Posted on 01/27/2010 6:30:53 PM PST by SunkenCiv
Scientists have long wondered why Jupiter's once-twin moons, Ganymede and Callisto, came to be so different. Ganymede, the larger of the two, has a rocky core and scars from geologic trauma spread across its face. Callisto's center is a mix of ice and rock. Its ancient surface is heavily pocked with impact craters. What happened?

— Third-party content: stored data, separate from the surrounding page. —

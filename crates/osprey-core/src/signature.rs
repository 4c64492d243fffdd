//! Member signatures.
//!
//! A [`Signature`] is an ordered parameter list plus a return type. The
//! override pass never derives compatibility from it directly; it hands
//! signatures to an injected checker. The hashes here are what the default
//! checker compares.

use std::fmt;

use crate::TypeHash;

/// A reference to a type by name, with its precomputed hash.
#[derive(Clone, PartialEq, Eq, Hash)]
pub struct DataType {
    /// Qualified type name, kept for diagnostics.
    pub name: String,
    /// Type identity.
    pub type_hash: TypeHash,
}

impl DataType {
    /// Create a data type from its qualified name.
    pub fn named(name: impl Into<String>) -> Self {
        let name = name.into();
        let type_hash = TypeHash::from_name(&name);
        Self { name, type_hash }
    }

    /// The `Unit` type used for members without a meaningful result.
    pub fn unit() -> Self {
        Self::named("Unit")
    }
}

impl fmt::Debug for DataType {
    fn fmt(&self, f: &mut fmt::Formatter<'_>) -> fmt::Result {
        write!(f, "{}", self.name)
    }
}

impl fmt::Display for DataType {
    fn fmt(&self, f: &mut fmt::Formatter<'_>) -> fmt::Result {
        f.write_str(&self.name)
    }
}

/// Ordered parameter types plus a return type.
#[derive(Debug, Clone, PartialEq, Eq, Hash)]
pub struct Signature {
    /// Parameter types in declaration order.
    pub params: Vec<DataType>,
    /// Return type (the property type for properties).
    pub return_type: DataType,
}

impl Signature {
    /// Create a signature.
    pub fn new(params: Vec<DataType>, return_type: DataType) -> Self {
        Self {
            params,
            return_type,
        }
    }

    /// A parameterless signature, as used by properties and getters.
    pub fn returning(return_type: DataType) -> Self {
        Self::new(Vec::new(), return_type)
    }

    /// Parameter type hashes in order.
    pub fn param_hashes(&self) -> Vec<TypeHash> {
        self.params.iter().map(|p| p.type_hash).collect()
    }
}

impl fmt::Display for Signature {
    fn fmt(&self, f: &mut fmt::Formatter<'_>) -> fmt::Result {
        f.write_str("(")?;
        for (i, param) in self.params.iter().enumerate() {
            if i > 0 {
                f.write_str(", ")?;
            }
            write!(f, "{param}")?;
        }
        write!(f, "): {}", self.return_type)
    }
}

Comets, says Southwest Research Institute's Amy Barr, lead author of a paper published in this week's Nature Geoscience that shows how differences in the frequency and strength of comet impacts explains the moons' distinctive histories... Ganymede, located about 500,000 miles closer to giant Jupiter than Callisto, bore the brunt of its parent's heavy hands. Jupiter's extreme gravity (a 150-pound person would weigh 355 pounds on Jupiter) tugged more comets toward Ganymede and caused them to crash at higher speeds than it did for Callisto. Ganymede got so hot that its ices melted, leaving rocks to pool in the moon's core like chocolate chips at the bottom of a container of melted ice cream.
(Excerpt) Read more at news.discovery.com ...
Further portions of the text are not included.